- **Your assignment**: Every line of the records that contains the string "ceiling" counts once; give the total and nothing else.

[Collected data]
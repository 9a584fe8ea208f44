//! Reviewable documents: the shared register behind every QHSE and STS form.
//!
//! A document kind only contributes catalog data (form-code prefix, upload limits, closing
//! status); creation, review, re-upload, and download follow one workflow.

pub mod catalog;
pub mod domain;
pub mod form_code;
pub mod repository;
pub mod revision;
pub mod router;
pub mod service;
pub mod status;
pub mod storage;
pub mod upload;

#[cfg(test)]
mod tests;

pub use catalog::{catalog, DocumentKind, KindSpec, KindView, SequenceScope};
pub use domain::{
    Attachment, Attribution, DocumentId, DocumentPatch, DocumentRecord, DocumentView,
    NewDocument, RevisionRequest, StatusRequest,
};
pub use form_code::{FormCode, SequenceKey};
pub use repository::{DocumentFilter, DocumentRepository, ListQuery, RepositoryError};
pub use revision::{Revision, RevisionParseError};
pub use router::document_router;
pub use service::{DocumentService, DocumentServiceError, WorkflowSettings};
pub use status::{ApprovalStatus, TransitionError, TransitionPolicy};
pub use storage::{InMemoryObjectStore, LocalDiskObjectStore, ObjectStore, StorageError};
pub use upload::{FileUpload, UploadError, UploadPolicy};
//! Yearly QHSE key performance indicator sheets.

pub mod domain;
pub mod repository;
mod router;
mod service;

#[cfg(test)]
mod tests;

pub use domain::{
    Aggregation, Indicator, KpiEntry, KpiEntryView, KpiSheet, KpiSheetView, QuarterValue,
    SeedRequest,
};
pub use repository::{KpiRepository, KpiRepositoryError};
pub use router::kpi_router;
pub use service::{KpiError, KpiService};
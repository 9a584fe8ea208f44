use std::path::Path;

/// Size and extension limits for one document kind.
#[derive(Debug, Clone, Copy, PartialEq, Eq)]
pub struct UploadPolicy {
    pub max_bytes: u64,
    pub allowed_extensions: &'static [&'static str],
}

impl UploadPolicy {
    /// Clamp the per-kind cap to the service-wide ceiling.
    pub fn with_ceiling(self, ceiling: u64) -> Self {
        Self {
            max_bytes: self.max_bytes.min(ceiling),
            ..self
        }
    }

    pub fn validate(&self, upload: &FileUpload) -> Result<(), UploadError> {
        let name = upload.file_name();
        if name.is_empty() {
            return Err(UploadError::MissingFileName);
        }

        let extension = upload.extension().unwrap_or_default();
        if !self
            .allowed_extensions
            .iter()
            .any(|allowed| allowed.eq_ignore_ascii_case(&extension))
        {
            return Err(UploadError::DisallowedExtension {
                file_name: name.to_string(),
                allowed: self.allowed_extensions.join(", "),
            });
        }

        let size = upload.size();
        if size == 0 {
            return Err(UploadError::Empty);
        }
        if size > self.max_bytes {
            return Err(UploadError::TooLarge {
                size,
                max: self.max_bytes,
            });
        }

        Ok(())
    }
}

/// File received from a multipart form, optionally tied to a section such as `q3`.
#[derive(Debug, Clone, PartialEq, Eq)]
pub struct FileUpload {
    pub file_name: String,
    pub content_type: Option<String>,
    pub section: Option<String>,
    pub bytes: Vec<u8>,
}

impl FileUpload {
    pub fn new(file_name: impl Into<String>, bytes: Vec<u8>) -> Self {
        Self {
            file_name: file_name.into(),
            content_type: None,
            section: None,
            bytes,
        }
    }

    pub fn in_section(mut self, section: impl Into<String>) -> Self {
        self.section = Some(section.into());
        self
    }

    /// Base name with any client-side directories removed.
    pub fn file_name(&self) -> &str {
        let trimmed = self.file_name.trim();
        trimmed
            .rsplit(['/', '\\'])
            .next()
            .unwrap_or(trimmed)
            .trim()
    }

    /// Trimmed section name; blank sections count as the main attachment.
    pub fn section(&self) -> Option<&str> {
        self.section
            .as_deref()
            .map(str::trim)
            .filter(|section| !section.is_empty())
    }

    pub fn extension(&self) -> Option<String> {
        Path::new(self.file_name())
            .extension()
            .and_then(|ext| ext.to_str())
            .map(|ext| ext.to_ascii_lowercase())
    }

    /// Declared content type, or one guessed from the extension.
    pub fn content_type(&self) -> String {
        match self.content_type.as_deref().map(str::trim) {
            Some(declared)
                if !declared.is_empty()
                    && declared != mime::APPLICATION_OCTET_STREAM.essence_str() =>
            {
                declared.to_string()
            }
            _ => mime_guess::from_path(self.file_name())
                .first_or_octet_stream()
                .to_string(),
        }
    }

    pub fn size(&self) -> u64 {
        self.bytes.len() as u64
    }
}

#[derive(Debug, Clone, PartialEq, Eq, thiserror::Error)]
pub enum UploadError {
    #[error("uploaded file has no name")]
    MissingFileName,
    #[error("uploaded file is empty")]
    Empty,
    #[error("file type of '{file_name}' is not allowed (accepted: {allowed})")]
    DisallowedExtension { file_name: String, allowed: String },
    #[error("file is {size} bytes, larger than the {max} byte limit")]
    TooLarge { size: u64, max: u64 },
}
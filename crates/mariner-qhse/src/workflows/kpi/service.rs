use std::sync::Arc;

use chrono::Utc;
use tracing::info;

use super::domain::{Indicator, KpiEntry, KpiSheet, SeedRequest};
use super::repository::{KpiRepository, KpiRepositoryError};
use crate::workflows::documents::domain::validate_year;

/// Yearly KPI register: seeding, quarterly actuals, and CSV export.
pub struct KpiService<R> {
    repository: Arc<R>,
}

impl<R> KpiService<R>
where
    R: KpiRepository + 'static,
{
    pub fn new(repository: Arc<R>) -> Self {
        Self { repository }
    }

    /// Create the sheet for `year` with the standard indicators.
    pub fn seed(&self, year: i32, request: SeedRequest) -> Result<KpiSheet, KpiError> {
        validate_year(year).map_err(KpiError::Validation)?;
        if let Some((indicator, _)) = request
            .targets
            .iter()
            .find(|(_, target)| !target.is_finite() || **target < 0.0)
        {
            return Err(KpiError::Validation(format!(
                "target for {} must be a non-negative number",
                indicator.code()
            )));
        }

        let now = Utc::now();
        let sheet = KpiSheet {
            year,
            entries: Indicator::ALL
                .into_iter()
                .map(|indicator| {
                    KpiEntry::seeded(indicator, request.targets.get(&indicator).copied())
                })
                .collect(),
            seeded_at: now,
            updated_at: now,
        };

        match self.repository.insert(sheet) {
            Ok(sheet) => {
                info!(year, indicators = sheet.entries.len(), "kpi sheet seeded");
                Ok(sheet)
            }
            Err(KpiRepositoryError::Conflict) => Err(KpiError::AlreadySeeded(year)),
            Err(err) => Err(err.into()),
        }
    }

    pub fn sheet(&self, year: i32) -> Result<KpiSheet, KpiError> {
        self.repository
            .fetch(year)?
            .ok_or(KpiError::NotSeeded(year))
    }

    pub fn years(&self) -> Result<Vec<i32>, KpiError> {
        let mut years = self.repository.years()?;
        years.sort_unstable();
        Ok(years)
    }

    /// Record (or clear, with `None`) the actual for one quarter.
    pub fn record_quarter(
        &self,
        year: i32,
        code: &str,
        quarter: u8,
        value: Option<f64>,
    ) -> Result<KpiSheet, KpiError> {
        let indicator =
            Indicator::from_code(code).ok_or_else(|| KpiError::UnknownIndicator(code.to_string()))?;
        if !(1..=4).contains(&quarter) {
            return Err(KpiError::InvalidQuarter(quarter));
        }
        if let Some(value) = value {
            if !value.is_finite() || value < 0.0 {
                return Err(KpiError::Validation(format!(
                    "actual for {} must be a non-negative number",
                    indicator.code()
                )));
            }
        }

        let mut sheet = self.sheet(year)?;
        let entry = sheet
            .entries
            .iter_mut()
            .find(|entry| entry.indicator == indicator)
            .ok_or_else(|| KpiError::UnknownIndicator(code.to_string()))?;
        entry.quarters[usize::from(quarter - 1)] = value;
        sheet.updated_at = Utc::now();

        self.repository.update(sheet.clone())?;
        info!(year, indicator = indicator.code(), quarter, "kpi actual recorded");
        Ok(sheet)
    }

    /// Render the sheet as CSV, blank cells for missing values.
    pub fn export_csv(&self, year: i32) -> Result<String, KpiError> {
        let sheet = self.sheet(year)?;
        render_csv(&sheet)
    }
}

pub(crate) fn render_csv(sheet: &KpiSheet) -> Result<String, KpiError> {
    let mut writer = csv::Writer::from_writer(Vec::new());
    writer.write_record([
        "year",
        "indicator",
        "label",
        "unit",
        "target",
        "q1",
        "q2",
        "q3",
        "q4",
        "annual",
    ])?;

    for entry in &sheet.entries {
        let year = sheet.year.to_string();
        let mut row = vec![
            year,
            entry.indicator.code().to_string(),
            entry.label.clone(),
            entry.unit.clone(),
            cell(entry.target),
        ];
        row.extend(entry.quarters.iter().map(|quarter| cell(*quarter)));
        row.push(cell(entry.annual()));
        writer.write_record(&row)?;
    }

    let bytes = writer
        .into_inner()
        .map_err(|err| KpiError::Export(err.to_string()))?;
    String::from_utf8(bytes).map_err(|err| KpiError::Export(err.to_string()))
}

fn cell(value: Option<f64>) -> String {
    value.map(|value| value.to_string()).unwrap_or_default()
}

#[derive(Debug, thiserror::Error)]
pub enum KpiError {
    #[error("{0}")]
    Validation(String),
    #[error("KPI sheet for {0} already exists")]
    AlreadySeeded(i32),
    #[error("no KPI sheet for {0}")]
    NotSeeded(i32),
    #[error("unknown indicator '{0}'")]
    UnknownIndicator(String),
    #[error("quarter must be between 1 and 4, got {0}")]
    InvalidQuarter(u8),
    #[error("failed to write CSV: {0}")]
    Csv(#[from] csv::Error),
    #[error("failed to write CSV: {0}")]
    Export(String),
    #[error(transparent)]
    Repository(#[from] KpiRepositoryError),
}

- **Answer space**: 3